ITALAIR

La Storia

TASK FORCE ITALAIR

La task force Italair è l’unità di volo italiana che opera nel Sud del Libano garantendo il supporto aereo alla missione di UNIFIL (United Nations Interim Force in Lebanon), in aderenza a quanto prescritto dalla Letter Of Assist (LOA), ovvero il documento con il quale il governo italiano si impegna a fornire assetti aerei alla missione delle Nazioni Unite nel “paese dei cedri”.

La storia della Task Force ITALAIR

La task force Italair è un’unità interforze che impiega elicotteri AB-212 del  dell’Aviazione dell’esercito italiano – 2° rgt. AVES “Sirio” – ed equipaggi di volo appartenenti all’Esercito italiano, con concorsi dalla Marina e dall’Aeronautica militare.

La task force ha alle dipendenze un ufficiale sicurezza del volo, un ufficiale di collegamento (ALO – Air Liaison Officer) a Beirut, le cellule S1 (personale), S2 (informazioni), S3 (operazioni), S4 (logistica) e, infine, il 42° task group Italair, che rappresenta la componente operativa della Task Force.

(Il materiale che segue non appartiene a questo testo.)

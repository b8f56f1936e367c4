//! Configuration for translation, storage lookups and the default clients.

use serde::{Deserialize, Serialize};
use std::time::Duration;

/// Default Citoid endpoint (mediawiki format).
pub const DEFAULT_CITOID_ENDPOINT: &str =
    "https://en.wikipedia.org/api/rest_v1/data/citation/mediawiki";

/// Default MediaWiki Action API endpoint holding domain configurations.
pub const DEFAULT_MEDIAWIKI_API: &str = "https://meta.wikimedia.org/w/api.php";

/// Settings shared by the translator and its default collaborators.
#[derive(Debug, Clone, PartialEq, Serialize, Deserialize)]
pub struct TranslatorConfig {
    /// User agent sent by the HTTP clients.
    pub user_agent: String,

    /// Per-request timeout in seconds.
    ///
    /// Default: 30.
    pub request_timeout_secs: u64,

    /// Citoid endpoint; the encoded target URL is appended as a path segment.
    pub citoid_endpoint: String,

    /// MediaWiki Action API endpoint for revision storage.
    pub mediawiki_api: String,

    /// Title prefix under which domain configurations are stored.
    ///
    /// Default: `Web2Cit/data`.
    pub storage_root: String,

    /// Pattern appended after every domain's own patterns so each path is
    /// claimed by some bucket.
    ///
    /// Default: `/**`.
    pub catch_all_pattern: String,
}

impl Default for TranslatorConfig {
    fn default() -> Self {
        Self {
            user_agent: "Web2Cit/1.0".to_string(),
            request_timeout_secs: 30,
            citoid_endpoint: DEFAULT_CITOID_ENDPOINT.to_string(),
            mediawiki_api: DEFAULT_MEDIAWIKI_API.to_string(),
            storage_root: "Web2Cit/data".to_string(),
            catch_all_pattern: "/**".to_string(),
        }
    }
}

impl TranslatorConfig {
    /// Create a new config with default values.
    pub fn new() -> Self {
        Self::default()
    }

    /// Defaults overridden by `WEB2CIT_*` environment variables.
    ///
    /// Recognized: `WEB2CIT_USER_AGENT`, `WEB2CIT_REQUEST_TIMEOUT_SECS`,
    /// `WEB2CIT_CITOID_ENDPOINT`, `WEB2CIT_MEDIAWIKI_API`, `WEB2CIT_STORAGE_ROOT`,
    /// `WEB2CIT_CATCH_ALL_PATTERN`.
    /// Unparseable values are ignored with a warning.
    pub fn from_env() -> Self {
        let mut config = Self::default();

        if let Ok(value) = std::env::var("WEB2CIT_USER_AGENT") {
            config.user_agent = value;
        }
        if let Ok(value) = std::env::var("WEB2CIT_REQUEST_TIMEOUT_SECS") {
            match value.parse() {
                Ok(secs) => config.request_timeout_secs = secs,
                Err(_) => tracing::warn!(value = %value, "Ignoring invalid WEB2CIT_REQUEST_TIMEOUT_SECS"),
            }
        }
        if let Ok(value) = std::env::var("WEB2CIT_CITOID_ENDPOINT") {
            config.citoid_endpoint = value;
        }
        if let Ok(value) = std::env::var("WEB2CIT_MEDIAWIKI_API") {
            config.mediawiki_api = value;
        }
        if let Ok(value) = std::env::var("WEB2CIT_STORAGE_ROOT") {
            config.storage_root = value;
        }
        if let Ok(value) = std::env::var("WEB2CIT_CATCH_ALL_PATTERN") {
            config.catch_all_pattern = value;
        }

        config
    }

    /// Set the user agent.
    pub fn with_user_agent(mut self, user_agent: impl Into<String>) -> Self {
        self.user_agent = user_agent.into();
        self
    }

    /// Set the request timeout.
    pub fn with_request_timeout_secs(mut self, secs: u64) -> Self {
        self.request_timeout_secs = secs;
        self
    }

    /// Set the Citoid endpoint.
    pub fn with_citoid_endpoint(mut self, endpoint: impl Into<String>) -> Self {
        self.citoid_endpoint = endpoint.into();
        self
    }

    /// Set the MediaWiki API endpoint.
    pub fn with_mediawiki_api(mut self, endpoint: impl Into<String>) -> Self {
        self.mediawiki_api = endpoint.into();
        self
    }

    /// Set the storage root.
    pub fn with_storage_root(mut self, root: impl Into<String>) -> Self {
        self.storage_root = root.into();
        self
    }

    /// Set the catch-all pattern.
    pub fn with_catch_all_pattern(mut self, pattern: impl Into<String>) -> Self {
        self.catch_all_pattern = pattern.into();
        self
    }

    /// Request timeout as a duration.
    pub fn request_timeout(&self) -> Duration {
        Duration::from_secs(self.request_timeout_secs)
    }
}

#[cfg(test)]
mod tests {
    use super::*;

    #[test]
    fn test_defaults() {
        let config = TranslatorConfig::new();
        assert_eq!(config.catch_all_pattern, "/**");
        assert_eq!(config.storage_root, "Web2Cit/data");
        assert_eq!(config.request_timeout(), Duration::from_secs(30));
    }

    #[test]
    fn test_builder() {
        let config = TranslatorConfig::new()
            .with_user_agent("TestBot/0.1")
            .with_request_timeout_secs(5)
            .with_storage_root("Test/data");

        assert_eq!(config.user_agent, "TestBot/0.1");
        assert_eq!(config.request_timeout_secs, 5);
        assert_eq!(config.storage_root, "Test/data");
    }

    #[test]
    fn test_from_env() {
        std::env::set_var("WEB2CIT_CATCH_ALL_PATTERN", "/**/*");
        std::env::set_var("WEB2CIT_REQUEST_TIMEOUT_SECS", "soon");
        let config = TranslatorConfig::from_env();
        std::env::remove_var("WEB2CIT_CATCH_ALL_PATTERN");
        std::env::remove_var("WEB2CIT_REQUEST_TIMEOUT_SECS");

        assert_eq!(config.catch_all_pattern, "/**/*");
        assert_eq!(config.request_timeout_secs, 30);
    }
}
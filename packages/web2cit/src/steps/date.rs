//! Free-form date parsing for the date transformation.
//!
//! Dates are read in a configured locale and written as ISO 8601 with the
//! precision the input carried: `yyyy-mm-dd`, `yyyy-mm` or `yyyy`.

use chrono::NaiveDate;
use lazy_static::lazy_static;
use regex::Regex;
use serde::{Deserialize, Serialize};
use std::fmt;
use std::str::FromStr;

use crate::error::ConfigError;

lazy_static! {
    static ref ISO_DATE: Regex =
        Regex::new(r"^(\d{4})-(\d{1,2})(?:-(\d{1,2}))?(?:[T ].*)?$").unwrap();
    static ref TIME_OF_DAY: Regex =
        Regex::new(r"(?i)\b\d{1,2}:\d{2}(?::\d{2})?(?:\.\d+)?\s*(?:[ap]\.?m\.?)?(?:\s*[+-]\d{2}:?\d{2})?")
            .unwrap();
}

const ORDINAL_SUFFIXES: &[&str] = &["st", "nd", "rd", "th", "er", "e", "o", "a", "º", "ª"];

/// Locales the date transformation understands.
#[derive(Debug, Clone, Copy, Default, PartialEq, Eq, Hash, Serialize, Deserialize)]
#[serde(rename_all = "lowercase")]
pub enum DateLocale {
    #[default]
    En,
    Es,
    Pt,
    Fr,
    De,
    It,
}

impl DateLocale {
    /// Every supported locale.
    pub const ALL: [DateLocale; 6] = [
        DateLocale::En,
        DateLocale::Es,
        DateLocale::Pt,
        DateLocale::Fr,
        DateLocale::De,
        DateLocale::It,
    ];

    /// Locale code used in configs.
    pub fn as_str(&self) -> &'static str {
        match self {
            DateLocale::En => "en",
            DateLocale::Es => "es",
            DateLocale::Pt => "pt",
            DateLocale::Fr => "fr",
            DateLocale::De => "de",
            DateLocale::It => "it",
        }
    }

    fn months(&self) -> &'static [&'static str; 12] {
        match self {
            DateLocale::En => &[
                "january", "february", "march", "april", "may", "june", "july", "august",
                "september", "october", "november", "december",
            ],
            DateLocale::Es => &[
                "enero", "febrero", "marzo", "abril", "mayo", "junio", "julio", "agosto",
                "septiembre", "octubre", "noviembre", "diciembre",
            ],
            DateLocale::Pt => &[
                "janeiro", "fevereiro", "março", "abril", "maio", "junho", "julho", "agosto",
                "setembro", "outubro", "novembro", "dezembro",
            ],
            DateLocale::Fr => &[
                "janvier", "février", "mars", "avril", "mai", "juin", "juillet", "août",
                "septembre", "octobre", "novembre", "décembre",
            ],
            DateLocale::De => &[
                "januar", "februar", "märz", "april", "mai", "juni", "juli", "august",
                "september", "oktober", "november", "dezember",
            ],
            DateLocale::It => &[
                "gennaio", "febbraio", "marzo", "aprile", "maggio", "giugno", "luglio", "agosto",
                "settembre", "ottobre", "novembre", "dicembre",
            ],
        }
    }

    /// Words that may appear in a date without carrying date information.
    fn filler(&self) -> &'static [&'static str] {
        match self {
            DateLocale::En => &[
                "of", "the", "on", "at", "utc", "gmt", "am", "pm", "monday", "tuesday",
                "wednesday", "thursday", "friday", "saturday", "sunday", "mon", "tue", "wed",
                "thu", "fri", "sat", "sun",
            ],
            DateLocale::Es => &[
                "de", "del", "el", "a", "las", "lunes", "martes", "miércoles", "jueves",
                "viernes", "sábado", "domingo",
            ],
            DateLocale::Pt => &[
                "de", "do", "em", "segunda", "terça", "quarta", "quinta", "sexta", "feira",
                "sábado", "domingo",
            ],
            DateLocale::Fr => &[
                "le", "du", "lundi", "mardi", "mercredi", "jeudi", "vendredi", "samedi",
                "dimanche",
            ],
            DateLocale::De => &[
                "den", "am", "um", "uhr", "montag", "dienstag", "mittwoch", "donnerstag",
                "freitag", "samstag", "sonntag",
            ],
            DateLocale::It => &[
                "il", "del", "di", "lunedì", "martedì", "mercoledì", "giovedì", "venerdì",
                "sabato", "domenica",
            ],
        }
    }

    /// Whether numeric dates put the month first (`01/27/2022`).
    fn month_first(&self) -> bool {
        matches!(self, DateLocale::En)
    }

    /// Month number for a full or abbreviated (3+ letters) month name.
    fn month(&self, word: &str) -> Option<u32> {
        let months = self.months();
        if let Some(i) = months.iter().position(|m| *m == word) {
            return Some(i as u32 + 1);
        }
        if word.chars().count() >= 3 {
            if let Some(i) = months.iter().position(|m| m.starts_with(word)) {
                return Some(i as u32 + 1);
            }
        }
        None
    }
}

impl fmt::Display for DateLocale {
    fn fmt(&self, f: &mut fmt::Formatter<'_>) -> fmt::Result {
        f.write_str(self.as_str())
    }
}

impl FromStr for DateLocale {
    type Err = ConfigError;

    fn from_str(s: &str) -> Result<Self, Self::Err> {
        DateLocale::ALL
            .iter()
            .copied()
            .find(|locale| locale.as_str() == s)
            .ok_or_else(|| ConfigError::UnsupportedLocale(s.to_string()))
    }
}

/// A number token and how many digits it had.
#[derive(Debug, Clone, Copy)]
struct Number {
    value: u32,
    digits: usize,
}

impl Number {
    fn is_year(&self) -> bool {
        self.digits == 4
    }
}

/// Parse `text` as a date in `locale`.
///
/// Returns `None` when the text does not read as a date.
pub fn parse_date(text: &str, locale: DateLocale) -> Option<String> {
    let text = text.trim();

    if let Some(caps) = ISO_DATE.captures(text) {
        let year = caps[1].parse().ok()?;
        let month = caps[2].parse().ok()?;
        let day = caps.get(3).and_then(|d| d.as_str().parse().ok());
        return format_date(year, Some(month), day);
    }

    let text = TIME_OF_DAY.replace_all(text, " ").to_lowercase();

    let mut numbers = Vec::new();
    let mut month_name = None;

    for token in text
        .split(|c: char| !c.is_alphanumeric())
        .filter(|t| !t.is_empty())
    {
        let digits: String = token.chars().take_while(char::is_ascii_digit).collect();
        if !digits.is_empty() {
            let suffix = &token[digits.len()..];
            if !suffix.is_empty() && !ORDINAL_SUFFIXES.contains(&suffix) {
                return None;
            }
            if digits.len() > 4 {
                return None;
            }
            numbers.push(Number {
                value: digits.parse().ok()?,
                digits: digits.len(),
            });
        } else if let Some(month) = locale.month(token) {
            if month_name.replace(month).is_some() {
                return None;
            }
        } else if !locale.filler().contains(&token) {
            return None;
        }
    }

    match month_name {
        Some(month) => from_named_month(month, &numbers),
        None => from_numbers(&numbers, locale),
    }
}

fn from_named_month(month: u32, numbers: &[Number]) -> Option<String> {
    let year = numbers.iter().find(|n| n.is_year())?;
    let others: Vec<&Number> = numbers.iter().filter(|n| !n.is_year()).collect();

    match others.as_slice() {
        [] => format_date(year.value as i32, Some(month), None),
        [day] if day.digits <= 2 => format_date(year.value as i32, Some(month), Some(day.value)),
        _ => None,
    }
}

fn from_numbers(numbers: &[Number], locale: DateLocale) -> Option<String> {
    match numbers {
        [year] if year.is_year() => format_date(year.value as i32, None, None),
        [year, month] if year.is_year() && month.digits <= 2 => {
            format_date(year.value as i32, Some(month.value), None)
        }
        [month, year] if year.is_year() && month.digits <= 2 => {
            format_date(year.value as i32, Some(month.value), None)
        }
        [year, month, day] if year.is_year() && month.digits <= 2 && day.digits <= 2 => {
            format_date(year.value as i32, Some(month.value), Some(day.value))
        }
        [a, b, year] if year.is_year() && a.digits <= 2 && b.digits <= 2 => {
            let (mut month, mut day) = if locale.month_first() {
                (a.value, b.value)
            } else {
                (b.value, a.value)
            };
            if month > 12 && day <= 12 {
                std::mem::swap(&mut month, &mut day);
            }
            format_date(year.value as i32, Some(month), Some(day))
        }
        _ => None,
    }
}

fn format_date(year: i32, month: Option<u32>, day: Option<u32>) -> Option<String> {
    match (month, day) {
        (Some(month), Some(day)) => {
            let date = NaiveDate::from_ymd_opt(year, month, day)?;
            Some(date.format("%Y-%m-%d").to_string())
        }
        (Some(month), None) => {
            NaiveDate::from_ymd_opt(year, month, 1)?;
            Some(format!("{:04}-{:02}", year, month))
        }
        _ => Some(format!("{:04}", year)),
    }
}
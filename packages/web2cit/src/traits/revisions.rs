//! Revision storage trait.
//!
//! Domain configurations (templates, patterns, tests) are stored as JSON
//! pages on a wiki. Each save produces a revision; the engine reads the
//! latest one.

use async_trait::async_trait;
use chrono::{DateTime, Utc};
use serde::{Deserialize, Serialize};

use crate::error::StorageResult;

/// One stored revision of a configuration page.
#[derive(Debug, Clone, PartialEq, Serialize, Deserialize)]
pub struct Revision {
    /// Revision id
    pub revid: u64,

    /// When the revision was saved
    pub timestamp: DateTime<Utc>,

    /// Page content, when requested
    #[serde(default, skip_serializing_if = "Option::is_none")]
    pub content: Option<String>,
}

impl Revision {
    /// Create a revision without content.
    pub fn new(revid: u64, timestamp: DateTime<Utc>) -> Self {
        Self {
            revid,
            timestamp,
            content: None,
        }
    }

    /// Set the page content.
    pub fn with_content(mut self, content: impl Into<String>) -> Self {
        self.content = Some(content.into());
        self
    }
}

/// Reads revisions of configuration pages.
#[async_trait]
pub trait RevisionStore: Send + Sync {
    /// Fetch revisions of `title`, newest first.
    ///
    /// * `with_content` - include page content in each revision
    /// * `start_id` - start listing at this revision id
    /// * `max` - maximum number of revisions to return
    ///
    /// A page that does not exist yields an empty list.
    async fn fetch_revisions(
        &self,
        title: &str,
        with_content: bool,
        start_id: Option<u64>,
        max: Option<usize>,
    ) -> StorageResult<Vec<Revision>>;
}
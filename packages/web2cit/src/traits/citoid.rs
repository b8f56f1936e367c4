//! Citoid client trait.

use async_trait::async_trait;

use crate::error::FetchResult;
use crate::types::citation::SimpleCitation;

/// Fetches the simplified Citoid citation for a URL.
#[async_trait]
pub trait CitoidClient: Send + Sync {
    /// Fetch the simplified citation Citoid produces for `url`.
    async fn fetch_simple_citation(&self, url: &str) -> FetchResult<SimpleCitation>;

    /// Get the client name (for logging/debugging).
    fn name(&self) -> &str {
        "unknown"
    }
}
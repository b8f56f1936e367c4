//! Index range syntax for the range transformation.
//!
//! A config is a comma-separated list of `start:end` items over 0-based
//! indices. Both bounds are optional and `end` is inclusive:
//!
//! - `2` - index 2 only
//! - `1:` - index 1 to the last index
//! - `:3` - indices 0 to 3
//! - `1,2,0` - indices 1, 2 and 0, in that order

use lazy_static::lazy_static;
use regex::Regex;

use crate::error::{ConfigError, ConfigResult};

lazy_static! {
    static ref RANGE_ITEM: Regex = Regex::new(r"^\s*(\d*)\s*(?::\s*(\d*)\s*)?$").unwrap();
}

/// Upper bound of a range item.
#[derive(Debug, Clone, Copy, PartialEq, Eq)]
pub enum RangeBound {
    /// No colon: the item selects only its start index
    Single,
    /// Colon without end: up to the last index
    Last,
    /// Explicit inclusive end
    Index(usize),
}

/// One `start:end` item.
#[derive(Debug, Clone, Copy, PartialEq, Eq)]
pub struct RangeSpec {
    pub start: usize,
    pub end: RangeBound,
}

impl RangeSpec {
    /// Parse a full range config.
    pub fn parse_list(config: &str) -> ConfigResult<Vec<RangeSpec>> {
        let invalid = |reason: &str| ConfigError::InvalidStepConfig {
            step: "range",
            config: config.to_string(),
            reason: reason.to_string(),
        };

        if config.trim().is_empty() {
            return Err(invalid("expected at least one range"));
        }

        config
            .split(',')
            .map(|item| {
                let caps = RANGE_ITEM
                    .captures(item)
                    .ok_or_else(|| invalid(&format!("malformed range {:?}", item.trim())))?;
                let start_text = &caps[1];
                let has_colon = item.contains(':');
                let end_text = caps.get(2).map(|m| m.as_str()).unwrap_or_default();

                if !has_colon && start_text.is_empty() {
                    return Err(invalid("empty range"));
                }

                let index = |text: &str| {
                    text.parse::<usize>()
                        .map_err(|_| invalid(&format!("index {:?} out of range", text)))
                };
                let start = if start_text.is_empty() {
                    0
                } else {
                    index(start_text)?
                };
                let end = match (has_colon, end_text.is_empty()) {
                    (false, _) => RangeBound::Single,
                    (true, true) => RangeBound::Last,
                    (true, false) => RangeBound::Index(index(end_text)?),
                };

                Ok(RangeSpec { start, end })
            })
            .collect()
    }

    /// Items of `input` this range selects, in index order.
    ///
    /// Indices past the end of `input` are skipped.
    pub fn apply<'a>(&self, input: &'a [String]) -> impl Iterator<Item = &'a String> + 'a {
        let last = input.len().checked_sub(1);
        let end = match self.end {
            RangeBound::Single => Some(self.start),
            RangeBound::Last => last,
            RangeBound::Index(end) => Some(end),
        };
        let end = end.map(|end| end.min(last.unwrap_or(0)));

        let range = match (end, last) {
            (Some(end), Some(_)) if self.start <= end => self.start..end + 1,
            _ => 0..0,
        };
        input[range].iter()
    }
}

#[cfg(test)]
mod tests {
    use super::*;

    fn strings(items: &[&str]) -> Vec<String> {
        items.iter().map(|s| s.to_string()).collect()
    }

    fn select(config: &str, input: &[&str]) -> Vec<String> {
        let input = strings(input);
        RangeSpec::parse_list(config)
            .unwrap()
            .iter()
            .flat_map(|range| range.apply(&input).cloned().collect::<Vec<_>>())
            .collect()
    }

    #[test]
    fn test_parse_list() {
        assert_eq!(
            RangeSpec::parse_list("1, 2:4, :3, 5:").unwrap(),
            vec![
                RangeSpec { start: 1, end: RangeBound::Single },
                RangeSpec { start: 2, end: RangeBound::Index(4) },
                RangeSpec { start: 0, end: RangeBound::Index(3) },
                RangeSpec { start: 5, end: RangeBound::Last },
            ]
        );
    }

    #[test]
    fn test_parse_invalid() {
        for config in ["", "a", "1:2:3", "-1", "1,,2", "1;2"] {
            assert!(RangeSpec::parse_list(config).is_err(), "{config:?}");
        }
    }

    #[test]
    fn test_apply() {
        assert_eq!(select("1:", &["a", "b", "c"]), strings(&["b", "c"]));
        assert_eq!(select("0", &["a", "b", "c"]), strings(&["a"]));
        assert_eq!(select(":", &["a", "b", "c"]), strings(&["a", "b", "c"]));
        assert_eq!(select("1,2,0", &["a", "b", "c"]), strings(&["b", "c", "a"]));
        assert_eq!(select("1:10", &["a", "b", "c"]), strings(&["b", "c"]));
        assert_eq!(select("5", &["a", "b", "c"]), Vec::<String>::new());
        assert_eq!(select("2:1", &["a", "b", "c"]), Vec::<String>::new());
        assert_eq!(select("0:", &[]), Vec::<String>::new());
    }
}
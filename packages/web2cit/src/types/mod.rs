//! Data types shared across the translation engine.

pub mod citation;
pub mod config;
pub mod definitions;
pub mod field_name;
pub mod webpage;
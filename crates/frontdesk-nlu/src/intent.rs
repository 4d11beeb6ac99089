//! Rule-based intent classification for caller utterances.
//!
//! The General Flow routes on the result, so precedence is part of the
//! contract: appointment > message > information > escalation > general,
//! first match wins.

use std::sync::LazyLock;

use regex::Regex;
use serde::{Deserialize, Serialize};

/// The intents the router distinguishes.
#[derive(Clone, Copy, Debug, PartialEq, Eq, Hash, Serialize, Deserialize)]
#[serde(rename_all = "snake_case")]
pub enum IntentKind {
    /// Caller wants to book, reschedule, or cancel an appointment.
    Appointment,
    /// Caller wants to leave a message.
    Message,
    /// Caller is asking about the business (hours, location, pricing, ...).
    Information,
    /// Caller wants a human or an urgent transfer.
    Escalation,
    /// Anything else; handled conversationally by the General Flow.
    General,
}

impl std::fmt::Display for IntentKind {
    fn fmt(&self, f: &mut std::fmt::Formatter<'_>) -> std::fmt::Result {
        let s = match self {
            IntentKind::Appointment => "appointment",
            IntentKind::Message => "message",
            IntentKind::Information => "information",
            IntentKind::Escalation => "escalation",
            IntentKind::General => "general",
        };
        write!(f, "{}", s)
    }
}

impl std::str::FromStr for IntentKind {
    type Err = String;

    fn from_str(s: &str) -> Result<Self, Self::Err> {
        match s {
            "appointment" => Ok(IntentKind::Appointment),
            "message" => Ok(IntentKind::Message),
            "information" => Ok(IntentKind::Information),
            "escalation" => Ok(IntentKind::Escalation),
            "general" => Ok(IntentKind::General),
            _ => Err(format!("Unknown intent: {}", s)),
        }
    }
}

// =============================================================================
// Compiled regex sets (compiled once, reused across calls)
// =============================================================================

struct IntentPatterns {
    appointment: Vec<Regex>,
    message: Vec<Regex>,
    information: Vec<Regex>,
    escalation: Vec<Regex>,
}

static INTENT_PATTERNS: LazyLock<IntentPatterns> = LazyLock::new(|| {
    let mk = |pats: &[&str]| -> Vec<Regex> {
        pats.iter()
            .map(|p| Regex::new(p).expect("Invalid intent regex"))
            .collect()
    };

    IntentPatterns {
        // Appointment patterns (checked first; "schedule" beats everything)
        appointment: mk(&[
            r"(?i)\bappointments?\b",
            r"(?i)\bschedule\b",
            r"(?i)\bbook(?:ing)?\b",
            r"(?i)\breschedule\b",
            r"(?i)\bavailability\b",
            r"(?i)\bcome\s+in\s+(?:on|at|for)\b",
        ]),
        // Message patterns
        message: mk(&[
            r"(?i)\b(?:leave|take)\s+a\s+message\b",
            r"(?i)\bmessage\s+for\b",
            r"(?i)\bpass\s+(?:this\s+)?along\b",
            r"(?i)\blet\s+\w+\s+know\b",
            r"(?i)\btell\s+(?:him|her|them)\b",
        ]),
        // Information patterns
        information: mk(&[
            r"(?i)\bhours\b",
            r"(?i)\b(?:location|address|directions)\b",
            r"(?i)\bwhere\s+are\s+you\b",
            r"(?i)\bhow\s+much\b",
            r"(?i)\b(?:price|prices|pricing|cost|costs|fees?)\b",
            r"(?i)\bservices\b",
            r"(?i)\bquestion\b",
            r"(?i)\binformation\b",
            r"(?i)\bpolic(?:y|ies)\b",
        ]),
        // Escalation patterns
        escalation: mk(&[
            r"(?i)\bspeak\s+(?:to|with)\s+(?:a\s+|an\s+|the\s+)?(?:human|person|someone|manager|supervisor|representative|agent|operator)\b",
            r"(?i)\btalk\s+(?:to|with)\s+(?:a\s+|an\s+|the\s+)?(?:human|person|someone|manager|supervisor|representative|agent|operator)\b",
            r"(?i)\btransfer\s+me\b",
            r"(?i)\breal\s+person\b",
            r"(?i)\bhuman\s+being\b",
            r"(?i)\boperator\b",
            r"(?i)\bemergency\b",
            // Case-sensitive on purpose: the capital letter is the person signal
            r"\b[Ss]peak\s+(?:to|with)\s+[A-Z][a-z]+\b",
        ]),
    }
});

/// Classify the intent of one utterance.
///
/// Checks pattern groups in precedence order and falls back to
/// [`IntentKind::General`] when nothing matches.
pub fn classify_intent(utterance: &str) -> IntentKind {
    let pats = &*INTENT_PATTERNS;

    for re in &pats.appointment {
        if re.is_match(utterance) {
            return IntentKind::Appointment;
        }
    }

    for re in &pats.message {
        if re.is_match(utterance) {
            return IntentKind::Message;
        }
    }

    for re in &pats.information {
        if re.is_match(utterance) {
            return IntentKind::Information;
        }
    }

    for re in &pats.escalation {
        if re.is_match(utterance) {
            return IntentKind::Escalation;
        }
    }

    IntentKind::General
}
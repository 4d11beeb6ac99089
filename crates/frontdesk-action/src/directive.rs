//! Parses action directives embedded in free text.
//!
//! Two independent syntaxes are recognized, both scanned over the whole
//! text:
//!
//! - inline: `[ACTION:send_sms{to:555-0100,message:running late}]`
//! - fenced block labelled `action` containing one JSON mapping with a
//!   `type` key and either a nested `params` mapping or top-level keys
//!
//! Inline matches precede block matches in the returned order. Malformed
//! input is never an error: bad pairs and bad blocks are skipped, the
//! blocks with a logged warning.

use std::collections::HashMap;

use regex::Regex;
use tracing::warn;

use crate::types::ActionDirective;

/// Directive scanner with pre-compiled grammar patterns.
pub struct DirectiveParser {
    inline_regex: Regex,
    block_regex: Regex,
}

impl DirectiveParser {
    pub fn new() -> Self {
        Self {
            inline_regex: Regex::new(r#"\[ACTION:(\w+)\{([^}]*)\}\]"#).unwrap(),
            block_regex: Regex::new(r#"(?s)```action\s+(.*?)```"#).unwrap(),
        }
    }

    /// Extract all directives from the text, inline syntax first.
    pub fn parse(&self, text: &str) -> Vec<ActionDirective> {
        let mut directives = Vec::new();

        for caps in self.inline_regex.captures_iter(text) {
            let action_type = caps[1].to_string();
            let body = caps[2].trim();

            let mut params = HashMap::new();
            for pair in body.split(',') {
                let pair = pair.trim();
                if pair.is_empty() {
                    continue;
                }
                // Pairs without a colon are malformed and skipped
                if let Some((key, value)) = pair.split_once(':') {
                    params.insert(key.trim().to_string(), value.trim().to_string());
                }
            }

            // A non-empty body that produced no pairs means the whole
            // directive was malformed, not merely sparse
            if params.is_empty() && !body.is_empty() {
                warn!(action_type = %action_type, "Skipping malformed inline directive");
                continue;
            }

            directives.push(ActionDirective {
                action_type,
                params,
            });
        }

        for caps in self.block_regex.captures_iter(text) {
            let body = caps.get(1).map(|m| m.as_str().trim()).unwrap_or("");
            match parse_block(body) {
                Some(directive) => directives.push(directive),
                None => warn!("Skipping malformed action block"),
            }
        }

        directives
    }
}

impl Default for DirectiveParser {
    fn default() -> Self {
        Self::new()
    }
}

/// Parse one fenced block body as a JSON directive.
///
/// Requires a mapping with a string `type` key. Parameters come from a
/// nested `params` mapping when present, otherwise from the remaining
/// top-level keys. Scalar values are stringified; arrays and nested
/// objects are dropped with a warning.
fn parse_block(body: &str) -> Option<ActionDirective> {
    let value: serde_json::Value = serde_json::from_str(body).ok()?;
    let obj = value.as_object()?;
    let action_type = obj.get("type")?.as_str()?.to_string();

    let mut params = HashMap::new();
    if let Some(nested) = obj.get("params").and_then(|p| p.as_object()) {
        for (key, value) in nested {
            insert_scalar(&mut params, key, value);
        }
    } else {
        for (key, value) in obj {
            if key == "type" {
                continue;
            }
            insert_scalar(&mut params, key, value);
        }
    }

    Some(ActionDirective {
        action_type,
        params,
    })
}

fn insert_scalar(params: &mut HashMap<String, String>, key: &str, value: &serde_json::Value) {
    let text = match value {
        serde_json::Value::String(s) => s.clone(),
        serde_json::Value::Number(n) => n.to_string(),
        serde_json::Value::Bool(b) => b.to_string(),
        _ => {
            warn!(param = %key, "Skipping non-scalar directive parameter");
            return;
        }
    };
    params.insert(key.to_string(), text);
}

I compiti della TF Italair, quale unità di volo di UNIFIL, derivano direttamente dalla LOA e consistono di fornire supporto elicotteri in tutta l’area di operazioni (AO) nei tasktipici di: trasporto sanitario, CASEVAC e MEDEVAC; trasporto personale civile e militare; trasporto materiali; voli di ricognizione; voli di ricerca; voli antincendio; supporto, quando autorizzati dalla missione, alla popolazione locale in caso di calamità.

Cenni Storici

Le origini di Italair risalgono al luglio 1979, quando, a seguito della Risoluzione n. 628 del Consiglio di Sicurezza delle Nazioni Unite, fu costituito lo squadrone elicotteri Italair. Lo squadrone venne allora posto alle dipendenze del 1° raggruppamento dell’Aviazione Leggera dell’Esercito(ALE)“Antares” e, con i suoi 34 uomini e i suoi quattro AB-204B, fu inviato a Naqoura nel sud del Libano in sostituzione di una unità elicotteristica norvegese che fino a quel momento aveva garantito il supporto aereo alla missione di UNIFIL.

Task Force ITALAIR

Foto storiche

I quarant’anni di ininterrotta attività, le migliaia di ore di  volo, le oltre 2000 missioni per evacuazioni sanitarie, oltre 170.000 persone trasportate, sono segno tangibile di un impegno costante, di alto livello e professionalmente valido che interrottamente, specie nei periodi di massima tensione tra le popolazioni di quel martoriato territorio, ha operato per la difesa della pace in Medio Oriente e la salvaguardia dei diritti fondamentali nel particolare e delicato teatro operativo libanese.

E proprio nell’impegno quotidiano, della quarantennale storia scandita dal diuturno fischio dei motori e dal flappeggio dei rotori, gli  uomini e le donne delle Forze Armate italiane, hanno contribuito con serietà, professionalità, alto senso del dovere e amor patrio, ad elevare il prestigio dell’Aviazione dell’Esercito e dell’Italia nel contesto internazionale.